First conviction for the SFO under the Bribery Act 2010

On 1 July 2011 the Bribery Act 2010 (the "Act") came into force and on 2 December 2015 the Serious Fraud Office made its first conviction under it.

 

The conviction of Sweett Group Plc

Sweett Group Plc ("Sweett") is a UK AIM listed construction and property consultant and the UK’s only listed quantity surveyor. The bribery allegations involve the conduct of a former UAE-based employee, Richard Kingston, between 2009 and 2011 when he was the Managing Director for the Middle East and India at Cyril Sweett International Ltd, a subsidiary of Sweett at the time.

The allegations were first reported on 21 June 2013 in the Wall Street Journal. They concerned a meeting between Kingston and a former employee of HLW International LLP, a US-based architecture firm. At this meeting Kingston purportedly said that in order for HLW International LLP to obtain the work to design a $100 million hospital in Morocco, a construction project managed by Cyril Sweett International Ltd, a bribe was required, that bribe was 3.5% of the contract value payable to an official inside the UAE president's personal foundation who was funding the project.

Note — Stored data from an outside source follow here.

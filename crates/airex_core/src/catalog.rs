//! Canned content standing in for extraction and inference output.

use std::time::Duration;

use rand::seq::IndexedRandom;
use rand::Rng;

use crate::{Agent, ChatMessage, ExtractedEntities};

const METHODS: &[&str] = &[
    "Transformer",
    "Self-Attention",
    "Multi-Head Attention",
    "Neural Network",
    "Deep Learning",
    "Backpropagation",
    "Prototypical Networks",
    "MAML",
];

const DATASETS: &[&str] = &[
    "WMT 2014",
    "English-German",
    "English-French",
    "CIFAR-10",
    "ImageNet",
    "GLUE",
];

const METRICS: &[&str] = &["BLEU Score", "Perplexity", "Accuracy", "F1-Score"];

const REPLIES: &[&str] = &[
    "I'm analyzing your request and consulting my knowledge base of research papers...",
    "Based on recent developments in the field, I recommend exploring transformer-based approaches with attention mechanisms. Let me implement a prototype for you.",
    "I found 3 relevant papers that address this problem. Let me extract the key methodologies and generate an optimized implementation.",
    "Running benchmark tests on the generated code... Initial results show promising improvements in accuracy and efficiency.",
];

const REPLY_AGENTS: &[Agent] = &[
    Agent::IdeaGeneration,
    Agent::CodeImplementation,
    Agent::Benchmark,
];

/// Samples a non-empty entity set for a finished document.
pub(crate) fn extracted_entities<R: Rng + ?Sized>(
    rng: &mut R,
    processing_time: Duration,
) -> ExtractedEntities {
    ExtractedEntities {
        methods: pick(rng, METHODS, 3),
        datasets: pick(rng, DATASETS, 2),
        metrics: pick(rng, METRICS, 2),
        processing_time,
    }
}

fn pick<R: Rng + ?Sized>(rng: &mut R, pool: &[&str], amount: usize) -> Vec<String> {
    pool.choose_multiple(rng, amount)
        .map(|entry| (*entry).to_string())
        .collect()
}

pub(crate) fn random_reply<R: Rng + ?Sized>(rng: &mut R) -> ChatMessage {
    let content = REPLIES.choose(rng).copied().unwrap_or(REPLIES[0]);
    let agent = REPLY_AGENTS.choose(rng).copied().unwrap_or(Agent::System);
    ChatMessage {
        content: content.to_string(),
        agent,
    }
}

/// Fixed line an agent types when triggered from the dashboard.
pub fn agent_line(agent: Agent) -> &'static str {
    match agent {
        Agent::CodeImplementation => {
            "Implementing the discussed methodology in Python with PyTorch..."
        }
        Agent::Benchmark => "Running comprehensive benchmarks on the latest implementations...",
        Agent::System | Agent::IdeaGeneration | Agent::Refactoring => {
            "Generating new research ideas based on your recent interactions..."
        }
    }
}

Sweett notified the SFO of the allegations and initiated independent investigations. On 14 July 2014 the SFO announced it had opened an investigation into Sweett, and on 2 December 2015 Sweett admitted an offence under section 7 of the Act regarding its conduct in the Middle East.

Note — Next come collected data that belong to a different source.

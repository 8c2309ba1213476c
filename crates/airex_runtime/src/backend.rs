use airex_core::{SimError, TaskId, TaskKind, TaskPayload, TaskResult, TaskState, TaskView};
use serde::Serialize;

use crate::EventLoop;

/// What a real ingestion/inference service would report for a task.
#[derive(Debug, Clone, PartialEq, Serialize)]
pub struct TaskStatus {
    pub state: TaskState,
    pub progress: f64,
    pub result: Option<TaskResult>,
}

impl From<TaskView> for TaskStatus {
    fn from(view: TaskView) -> Self {
        Self {
            state: view.state,
            progress: view.progress,
            result: view.result,
        }
    }
}

/// Submit/poll surface of a task-running backend.
///
/// The simulator-backed `EventLoop` is the only implementation; a service
/// doing real work would slot in behind the same calls.
pub trait TaskBackend {
    fn submit_task(&mut self, kind: &str, payload: TaskPayload) -> Result<TaskId, SimError>;
    fn task_status(&self, id: TaskId) -> Result<TaskStatus, SimError>;
}

impl TaskBackend for EventLoop {
    fn submit_task(&mut self, kind: &str, payload: TaskPayload) -> Result<TaskId, SimError> {
        let kind = kind.parse::<TaskKind>()?;
        let handle = self.simulator_mut().start(kind, payload)?;
        let period = self.simulator().config().tick_period(kind);
        self.schedule(period, airex_core::Msg::TickElapsed(handle));
        Ok(handle.id())
    }

    fn task_status(&self, id: TaskId) -> Result<TaskStatus, SimError> {
        self.simulator()
            .lookup(id)
            .and_then(|handle| self.simulator().task(handle))
            .map(TaskStatus::from)
            .ok_or(SimError::InvalidHandle(id))
    }
}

Sweett is said to have spent approximately £3 million investigating these bribery allegations, which have had a significant effect on its share price (dropping from a peak of 60p before the allegations were first reported to 19p during the afternoon of the admission), and it is likely to pay a fine, the amount of which is uncertain and unlimited. Sentencing is due to take place on 12 February 2016.

Conclusion

This latest conviction represents one of several recent successes for the SFO who are clearly demonstrating that they have both the power and the willingness to enforce the Act. We are reminded that the Act has created the most stringent anti-corruption regime in the world and it has international reach as UK companies and persons effectively “carry” the Act wherever they operate in the world. It is also important to remember that companies can be held responsible for the actions of their contractors, subsidiaries and employees and so it is crucial that commercial organisations have robust anti-bribery policies and procedures in place and that all persons working for or with the organisation are adequately trained.